Gov. Rick Perry has spent more than $1 million in campaign money on lawyers to defend him in the criminal case against him following a felony indictment last year.
Leading Perry’s legal team is Tony Buzbee, who was paid $455,476, more than any other lawyer working for the governor, according to a campaign finance report filed Thursday with the Texas Ethics Commission.
Perry’s campaign dollars also went to Botsford & Roark of Austin, which was paid $180,990; Jones Day of Washington, D.C., which got $169,647; Baker Botts’ Dallas office, which took in $141,462; and McDermott Will & Emery of Washington, D.C., and Chicago, which was paid $126,665.

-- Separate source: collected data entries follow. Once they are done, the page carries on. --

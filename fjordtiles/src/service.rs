//! High-level facade wiring the whole tile pipeline together.
//!
//! [`TileService`] is the one-stop entry point for the CLI and for any
//! embedding map UI: it builds the disk store, HTTP client, resolver and
//! provisioner from a [`ConfigFile`] and exposes the handful of
//! operations the application needs.

use std::sync::Arc;
use std::time::Duration;

use thiserror::Error;
use tokio_util::sync::CancellationToken;

use crate::config::ConfigFile;
use crate::coord::TileCoord;
use crate::prefetch::{AreaBounds, AreaProvisioner, ProvisionReport};
use crate::provider::{FetchError, HttpFetch, ReqwestFetcher, TileServer};
use crate::resolver::TileResolver;
use crate::rng::{RandomSource, ThreadRandom};
use crate::store::{
    CacheStats, DiskTileStore, StoreError, SystemClock, TileStore, TrimTrigger, Trimmer,
    TRIM_PROBABILITY,
};
use crate::tile::TileImage;

/// Errors building or operating the service.
#[derive(Debug, Error)]
pub enum ServiceError {
    /// The tile store could not be opened.
    #[error(transparent)]
    Store(#[from] StoreError),

    /// The HTTP client could not be built.
    #[error(transparent)]
    Fetch(#[from] FetchError),
}

/// The assembled offline tile pipeline.
pub struct TileService {
    resolver: Arc<TileResolver<ReqwestFetcher>>,
    provisioner: AreaProvisioner<ReqwestFetcher>,
    server: TileServer,
    random: Arc<dyn RandomSource>,
}

impl TileService {
    /// Build the pipeline from configuration.
    pub fn new(config: &ConfigFile) -> Result<Self, ServiceError> {
        let store: Arc<dyn TileStore> = Arc::new(DiskTileStore::open(
            config.cache.directory.clone(),
            Arc::new(SystemClock),
        )?);
        let fetcher = Arc::new(ReqwestFetcher::with_timeout(config.network.timeout_secs)?);
        let random: Arc<dyn RandomSource> = Arc::new(ThreadRandom);

        let trimmer = Arc::new(Trimmer::new(Arc::clone(&store), config.cache.max_tiles));
        let trigger = TrimTrigger::new(TRIM_PROBABILITY, Arc::clone(&random));
        let resolver = Arc::new(TileResolver::new(store, fetcher, Arc::clone(&trimmer), trigger));

        let server = TileServer::new(
            config.network.url_template.clone(),
            config.network.shards.clone(),
        );
        let provisioner = AreaProvisioner::new(
            Arc::clone(&resolver),
            server.clone(),
            Arc::clone(&random),
            Duration::from_millis(config.provision.throttle_ms),
            trimmer,
        );

        Ok(Self {
            resolver,
            provisioner,
            server,
            random,
        })
    }

    /// Resolve a fully-qualified tile URL, cache first.
    pub async fn resolve_url(&self, url: &str) -> TileImage {
        self.resolver.resolve(url).await
    }

    /// Resolve a tile address, building its URL with a random shard.
    pub async fn resolve_tile(&self, tile: &TileCoord) -> TileImage {
        let url = self.server.tile_url(tile, self.random.as_ref());
        self.resolver.resolve(&url).await
    }

    /// Download an area for offline use. See
    /// [`AreaProvisioner::provision`].
    pub async fn provision<F>(
        &self,
        bounds: AreaBounds,
        zoom_min: u8,
        zoom_max: u8,
        cancel: &CancellationToken,
        on_progress: F,
    ) -> ProvisionReport
    where
        F: FnMut(u64, u64),
    {
        self.provisioner
            .provision(bounds, zoom_min, zoom_max, cancel, on_progress)
            .await
    }

    /// Cache statistics for display.
    pub async fn stats(&self) -> CacheStats {
        self.resolver.cache_stats().await
    }

    /// Remove every cached tile.
    pub async fn clear(&self) -> Result<(), StoreError> {
        self.resolver.clear().await
    }
}
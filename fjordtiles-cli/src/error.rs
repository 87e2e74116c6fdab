//! CLI error type.

use thiserror::Error;

/// Errors surfaced to the terminal with a non-zero exit code.
#[derive(Debug, Error)]
pub enum CliError {
    /// Invalid command-line arguments.
    #[error("{0}")]
    InvalidArgs(String),

    /// Configuration file problem.
    #[error(transparent)]
    Config(#[from] fjordtiles::config::ConfigError),

    /// The tile pipeline could not be built.
    #[error(transparent)]
    Service(#[from] fjordtiles::service::ServiceError),

    /// Tile store operation failed.
    #[error(transparent)]
    Store(#[from] fjordtiles::store::StoreError),

    /// The requested tile could not be produced from cache or network.
    #[error("tile {0} is unavailable (offline and not cached?)")]
    Unavailable(String),

    /// Local file I/O failed.
    #[error("I/O error: {0}")]
    Io(#[from] std::io::Error),

    /// JSON output failed to serialize.
    #[error("failed to encode JSON: {0}")]
    Json(#[from] serde_json::Error),

    /// The Ctrl-C handler could not be installed.
    #[error("failed to install Ctrl-C handler: {0}")]
    Ctrlc(#[from] ctrlc::Error),
}
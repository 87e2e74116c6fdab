//! The tile store interface.
//!
//! `TileStore` is the capability the resolver and provisioner are handed;
//! they never open storage themselves. The trait is dyn-compatible
//! (`Pin<Box<dyn Future>>` returns) so components can hold an
//! `Arc<dyn TileStore>` and tests can swap in the in-memory store.

use std::future::Future;
use std::pin::Pin;

use thiserror::Error;

use crate::tile::TileRecord;

/// Boxed future type for dyn-compatible async methods.
pub type BoxFuture<'a, T> = Pin<Box<dyn Future<Output = T> + Send + 'a>>;

/// Errors from the persistent tile store.
///
/// Callers on the render path must treat any of these as a cache miss or
/// a no-op; a broken store degrades tiles, it never fails a render.
#[derive(Debug, Error)]
pub enum StoreError {
    /// I/O failure while reading or writing the backing storage.
    #[error("tile store I/O error: {0}")]
    Io(#[from] std::io::Error),

    /// The cache directory could not be used.
    #[error("invalid cache directory {path}: {reason}")]
    InvalidCacheDir { path: String, reason: String },
}

/// Persistent key/value store of tiles, keyed by tile URL.
///
/// # Semantics
///
/// - A miss is a normal outcome (`Ok(None)`), not an error.
/// - `put` upserts and refreshes the record's write timestamp; at most one
///   record exists per URL.
/// - `delete_oldest` removes records in ascending write-time order, ties
///   broken by key order, so repeated calls are deterministic.
/// - Concurrent reads and last-write-wins writes to different keys are
///   safe; racing writes to the same key are a harmless overwrite.
pub trait TileStore: Send + Sync {
    /// Look up a tile by URL.
    fn get(&self, url: &str) -> BoxFuture<'_, Result<Option<TileRecord>, StoreError>>;

    /// Insert or replace a tile, stamping it with the current time.
    fn put(&self, url: &str, payload: Vec<u8>) -> BoxFuture<'_, Result<(), StoreError>>;

    /// Number of records currently stored.
    fn count(&self) -> BoxFuture<'_, Result<u64, StoreError>>;

    /// Remove the `n` records with the smallest write timestamps.
    ///
    /// Removing more records than exist empties the store and stops.
    /// Returns the number actually removed.
    fn delete_oldest(&self, n: u64) -> BoxFuture<'_, Result<u64, StoreError>>;

    /// Remove all records.
    fn clear(&self) -> BoxFuture<'_, Result<(), StoreError>>;
}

Backing up Buzbee are some legal heavy-hitters:David Botsford of Botsford & Roark has been with Perry since the grand jury phase of the investigation into the governor’s actions. He specializes in criminal law in the courtroom and on appeal.Ben Ginsberg, a lawyer with Jones Day, is a politically connected specialist in election law who served as national counsel to the Bush-Cheney presidential campaigns in 2000 and 2004 and Mitt Romney’s 2008 and 2012 presidential campaigns.Tom Phillips, a partner in the Baker Botts law firm, was the chief justice of the Texas Supreme Court from 1988 to 2004. He has a reputation for his work on appeals, alternate dispute resolution and litigation strategy.Bobby Burchfield, an attorney of McDermott Will & Emery, is a nationally prominent trial and appellate lawyer who has never lost a jury trial, according to Buzbee when he introduced Burchfield to the media last summer. He specializes in complex corporate litigation and has twice argued before the U.S. Supreme Court.
As an elected official, Perry could have charged his legal bills to the state, but he opted to pay for his defense out of his campaign coffers. He leaves office Tuesday when Gov.-elect Greg Abbott takes the oath of office. Perry is widely expected to run for president next year.
The legal fees represented about half of the governor’s expenditures from the period that ran from July 1 to Dec. 31. In total, Perry spent just over $2 million in the period outlined in the campaign finance reports.
During the last six months of 2014, the governor raised $377,000, and he had $2.9 million in the bank as of the last day of the reporting period, the reports showed.
Perry’s lawyers are fighting an indictment handed up by a Travis County grand jury in August. Perry was indicted on felony charges of abuse of official capacity and coercion of a public servant. The indictment arose from his threat that Travis County District Attorney Rosemary Lehmberg resign after her April 2013 drunken driving conviction or lose $7.5 million for the Public Integrity Unit housed in her office.
Lehmberg refused to step down, and Perry carried out the threat by using his line-item veto authority in the state budget.
Perry has repeatedly said he has done nothing wrong.
The judge in the case is expected to rule soon on a defense request to toss the case on grounds that it is unconstitutional.
Perry’s lawyers have said that the criminal charges were based on state laws that are unconstitutional or, at the very least, were misinterpreted — constituting an improper attempt to criminalize politics and limit gubernatorial power in “intolerable and incalculable” ways.